------ Records for the task ------

use chrono::NaiveDate;
use serde::{Deserialize, Serialize};
use validator::Validate;

use crate::domain::order::{DeliveryType, PaymentMethod};

/// JSON payload accepted by the order creation endpoint.
#[derive(Debug, Deserialize, Validate)]
pub struct CreateOrderForm {
    /// Requested products and quantities; at least one line is required.
    #[validate(length(min = 1, message = "order must contain at least one item"), nested)]
    pub items: Vec<OrderItemForm>,
    pub delivery_type: DeliveryType,
    /// Required when `delivery_type` is `DELIVERY`; ignored otherwise.
    #[serde(default)]
    pub delivery_address_id: Option<i32>,
    /// First day of the rental period, `YYYY-MM-DD`.
    pub rental_start_date: NaiveDate,
    /// Last day of the rental period, `YYYY-MM-DD`; must be after the start.
    pub rental_end_date: NaiveDate,
    pub payment_method: PaymentMethod,
    /// Optional free-text note from the customer.
    #[serde(default)]
    #[validate(length(max = 1000))]
    pub notes: Option<String>,
}

/// One requested line of an order.
#[derive(Debug, Clone, Serialize, Deserialize, Validate)]
pub struct OrderItemForm {
    pub product_id: i32,
    #[validate(range(min = 1, message = "quantity must be positive"))]
    pub quantity: i32,
}
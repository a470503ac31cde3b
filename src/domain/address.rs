use chrono::NaiveDateTime;
use serde::{Deserialize, Serialize};

/// A delivery address from the caller's address book.
#[derive(Debug, Serialize, Deserialize, Clone)]
pub struct Address {
    /// Unique identifier of the address.
    pub id: i32,
    /// Owning user identifier.
    pub user_id: i32,
    /// Optional label such as "Home" or "Office".
    pub label: Option<String>,
    /// City name; determines whether a delivery fee applies.
    pub city: String,
    /// Street and house details.
    pub street: String,
    /// Timestamp for when the address record was created.
    pub created_at: NaiveDateTime,
    /// Timestamp for the last update to the address record.
    pub updated_at: NaiveDateTime,
}

/// Payload required to insert a new address for a user.
#[derive(Debug, Clone)]
pub struct NewAddress {
    pub user_id: i32,
    pub label: Option<String>,
    pub city: String,
    pub street: String,
    /// Timestamp captured when the address payload was created.
    pub updated_at: NaiveDateTime,
}

impl NewAddress {
    /// Build a new address payload with the supplied details and current
    /// timestamp.
    pub fn new(user_id: i32, city: impl Into<String>, street: impl Into<String>) -> Self {
        let now = chrono::Local::now().naive_utc();
        Self {
            user_id,
            label: None,
            city: city.into(),
            street: street.into(),
            updated_at: now,
        }
    }

    /// Attach a label to the address payload.
    pub fn with_label(mut self, label: impl Into<String>) -> Self {
        self.label = Some(label.into());
        self
    }
}
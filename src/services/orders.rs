use std::collections::HashMap;

use chrono::NaiveDate;
use serde::{Deserialize, Serialize};
use validator::Validate;

use crate::BASE_CITY;
use crate::auth::AuthenticatedUser;
use crate::domain::address::Address;
use crate::domain::order::{
    DeliveryType, NewOrder, NewOrderItem, Order, OrderListQuery, OrderStatus,
};
use crate::domain::product::Product;
use crate::forms::orders::CreateOrderForm;
use crate::pagination::{DEFAULT_ITEMS_PER_PAGE, Paginated};
use crate::repository::{
    AddressReader, DeliveryZoneReader, OrderReader, OrderWriter, ProductReader,
};
use crate::services::{ServiceError, ServiceResult};

/// Query parameters accepted by the order list endpoint.
#[derive(Debug, Default, Deserialize)]
pub struct OrdersQuery {
    /// Optional status filter.
    pub status: Option<OrderStatus>,
    /// Page requested by the client (1-based).
    pub page: Option<usize>,
}

/// An order expanded with its resolved delivery address, as returned on the
/// wire.
#[derive(Debug, Serialize)]
pub struct OrderView {
    #[serde(flatten)]
    pub order: Order,
    pub delivery_address: Option<Address>,
}

impl OrderView {
    pub fn new(order: Order, delivery_address: Option<Address>) -> Self {
        Self {
            order,
            delivery_address,
        }
    }
}

/// Price and savings computed for one order line.
#[derive(Debug, Clone, Copy, PartialEq, Eq)]
pub struct LinePrice {
    pub total: i64,
    pub savings: i64,
}

/// Places an order for the authenticated user: validates the payload,
/// checks availability for the rental period, prices each line through the
/// tier rules, routes the delivery fee, and persists everything atomically.
pub fn place_order<R>(
    repo: &R,
    user: &AuthenticatedUser,
    form: CreateOrderForm,
) -> ServiceResult<OrderView>
where
    R: ProductReader + AddressReader + DeliveryZoneReader + OrderReader + OrderWriter + ?Sized,
{
    form.validate()
        .map_err(|err| ServiceError::Validation(err.to_string()))?;

    let days = rental_days(form.rental_start_date, form.rental_end_date)?;

    let address = match form.delivery_type {
        DeliveryType::Delivery => {
            let address_id = form
                .delivery_address_id
                .ok_or(ServiceError::AddressRequired)?;
            let address = repo
                .get_address_by_id(address_id, user.id)?
                .ok_or(ServiceError::AddressRequired)?;
            Some(address)
        }
        DeliveryType::SelfPickup => None,
    };

    let mut requested_ids: Vec<i32> = form.items.iter().map(|item| item.product_id).collect();
    requested_ids.sort_unstable();
    requested_ids.dedup();

    let products = repo.get_active_products_by_ids(&requested_ids)?;
    // the whole order is rejected when any product is missing or inactive
    if products.len() != requested_ids.len() {
        return Err(ServiceError::ProductNotFound);
    }

    let products_by_id: HashMap<i32, &Product> = products
        .iter()
        .map(|product| (product.id, product))
        .collect();

    // quantities are summed per product so duplicate lines cannot slip
    // past the stock ceiling
    let mut requested_totals: HashMap<i32, i64> = HashMap::new();
    for requested in &form.items {
        *requested_totals.entry(requested.product_id).or_insert(0) +=
            i64::from(requested.quantity);
    }

    for &product_id in &requested_ids {
        let product = products_by_id
            .get(&product_id)
            .ok_or(ServiceError::ProductNotFound)?;
        let requested_total = requested_totals.get(&product_id).copied().unwrap_or(0);

        let reserved =
            repo.reserved_quantity(product.id, form.rental_start_date, form.rental_end_date)?;
        if i64::from(product.total_stock) - reserved < requested_total {
            return Err(ServiceError::InsufficientStock {
                product_id: product.id,
            });
        }
    }

    let mut items = Vec::with_capacity(form.items.len());
    let mut subtotal = 0i64;
    let mut total_savings = 0i64;

    for requested in &form.items {
        let product = products_by_id
            .get(&requested.product_id)
            .ok_or(ServiceError::ProductNotFound)?;

        let price = price_line(product, requested.quantity, days);
        subtotal += price.total;
        total_savings += price.savings;

        items.push(NewOrderItem {
            product_id: product.id,
            product_name: product.name.clone(),
            product_photo: product.photo.clone(),
            quantity: requested.quantity,
            daily_price: product.daily_price,
            total_price: price.total,
            savings: price.savings,
        });
    }

    let delivery_fee = delivery_fee_for(repo, address.as_ref())?;

    let mut new_order = NewOrder::new(
        user.id,
        form.delivery_type,
        form.payment_method,
        form.rental_start_date,
        form.rental_end_date,
    )
    .with_items(items, subtotal, total_savings)
    .with_delivery(address.as_ref().map(|address| address.id), delivery_fee);

    if let Some(notes) = form
        .notes
        .as_deref()
        .map(str::trim)
        .filter(|notes| !notes.is_empty())
    {
        new_order = new_order.with_notes(notes);
    }

    let order = repo.create_order(&new_order)?;

    Ok(OrderView::new(order, address))
}

/// Fetch one of the caller's orders, expanded with its delivery address.
pub fn get_order<R>(repo: &R, user: &AuthenticatedUser, order_id: i32) -> ServiceResult<OrderView>
where
    R: OrderReader + AddressReader + ?Sized,
{
    let order = repo
        .get_order_by_id(order_id, user.id)?
        .ok_or(ServiceError::NotFound)?;

    expand_address(repo, user, order)
}

/// List the caller's orders, newest first.
pub fn list_orders<R>(
    repo: &R,
    user: &AuthenticatedUser,
    query: OrdersQuery,
) -> ServiceResult<Paginated<OrderView>>
where
    R: OrderReader + AddressReader + ?Sized,
{
    let page = query.page.unwrap_or(1);
    let mut list_query = OrderListQuery::new(user.id).paginate(page, DEFAULT_ITEMS_PER_PAGE);

    if let Some(status) = query.status {
        list_query = list_query.status(status);
    }

    let (total, orders) = repo.list_orders(list_query)?;

    let mut views = Vec::with_capacity(orders.len());
    for order in orders {
        views.push(expand_address(repo, user, order)?);
    }

    let total_pages = total.div_ceil(DEFAULT_ITEMS_PER_PAGE);
    Ok(Paginated::new(views, page, total_pages))
}

fn expand_address<R>(
    repo: &R,
    user: &AuthenticatedUser,
    order: Order,
) -> ServiceResult<OrderView>
where
    R: AddressReader + ?Sized,
{
    let delivery_address = match order.delivery_address_id {
        Some(address_id) => repo.get_address_by_id(address_id, user.id)?,
        None => None,
    };

    Ok(OrderView::new(order, delivery_address))
}

/// Whole rental days between the two dates. The range must be strictly
/// increasing and at least one day long.
fn rental_days(start: NaiveDate, end: NaiveDate) -> ServiceResult<i64> {
    if start >= end {
        return Err(ServiceError::InvalidDateRange);
    }

    let days = (end - start).num_days();
    if days < 1 {
        return Err(ServiceError::MinimumRentalDuration);
    }

    Ok(days)
}

/// Price one order line. Tier lookup is exact-match only: a quantity tier
/// applies to one-day rentals whose quantity equals the tier's, a duration
/// tier applies to longer rentals whose day count equals the tier's, and
/// everything else falls back to the plain daily price.
pub fn price_line(product: &Product, quantity: i32, rental_days: i64) -> LinePrice {
    let quantity = i64::from(quantity);
    let full = product.daily_price * quantity * rental_days;

    let discounted = if rental_days == 1 {
        product
            .quantity_pricing
            .iter()
            .find(|tier| i64::from(tier.quantity) == quantity)
            .map(|tier| tier.total_price)
    } else {
        product
            .pricing_tiers
            .iter()
            .find(|tier| i64::from(tier.days) == rental_days)
            .map(|tier| tier.total_price * quantity)
    };

    match discounted {
        Some(total) => LinePrice {
            total,
            savings: full - total,
        },
        None => LinePrice {
            total: full,
            savings: 0,
        },
    }
}

/// Delivery fee for the resolved address: free for self-pickup and for the
/// base city, the configured zone price elsewhere, zero when no active zone
/// matches the city.
fn delivery_fee_for<R>(repo: &R, address: Option<&Address>) -> ServiceResult<i64>
where
    R: DeliveryZoneReader + ?Sized,
{
    let Some(address) = address else {
        return Ok(0);
    };

    if address.city.eq_ignore_ascii_case(BASE_CITY) {
        return Ok(0);
    }

    let zone = repo.get_active_zone_by_name(&address.city)?;
    Ok(zone.map(|zone| zone.price).unwrap_or(0))
}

------

What is expected ▸
Quote the listing above from its first line to the line with "#[validate(length(max = 1000))]", inclusive, and add nothing.

Task result ▸
use chrono::NaiveDate;
use serde::{Deserialize, Serialize};
use validator::Validate;

use crate::domain::order::{DeliveryType, PaymentMethod};

/// JSON payload accepted by the order creation endpoint.
#[derive(Debug, Deserialize, Validate)]
pub struct CreateOrderForm {
    /// Requested products and quantities; at least one line is required.
    #[validate(length(min = 1, message = "order must contain at least one item"), nested)]
    pub items: Vec<OrderItemForm>,
    pub delivery_type: DeliveryType,
    /// Required when `delivery_type` is `DELIVERY`; ignored otherwise.
    #[serde(default)]
    pub delivery_address_id: Option<i32>,
    /// First day of the rental period, `YYYY-MM-DD`.
    pub rental_start_date: NaiveDate,
    /// Last day of the rental period, `YYYY-MM-DD`; must be after the start.
    pub rental_end_date: NaiveDate,
    pub payment_method: PaymentMethod,
    /// Optional free-text note from the customer.
    #[serde(default)]
    #[validate(length(max = 1000))]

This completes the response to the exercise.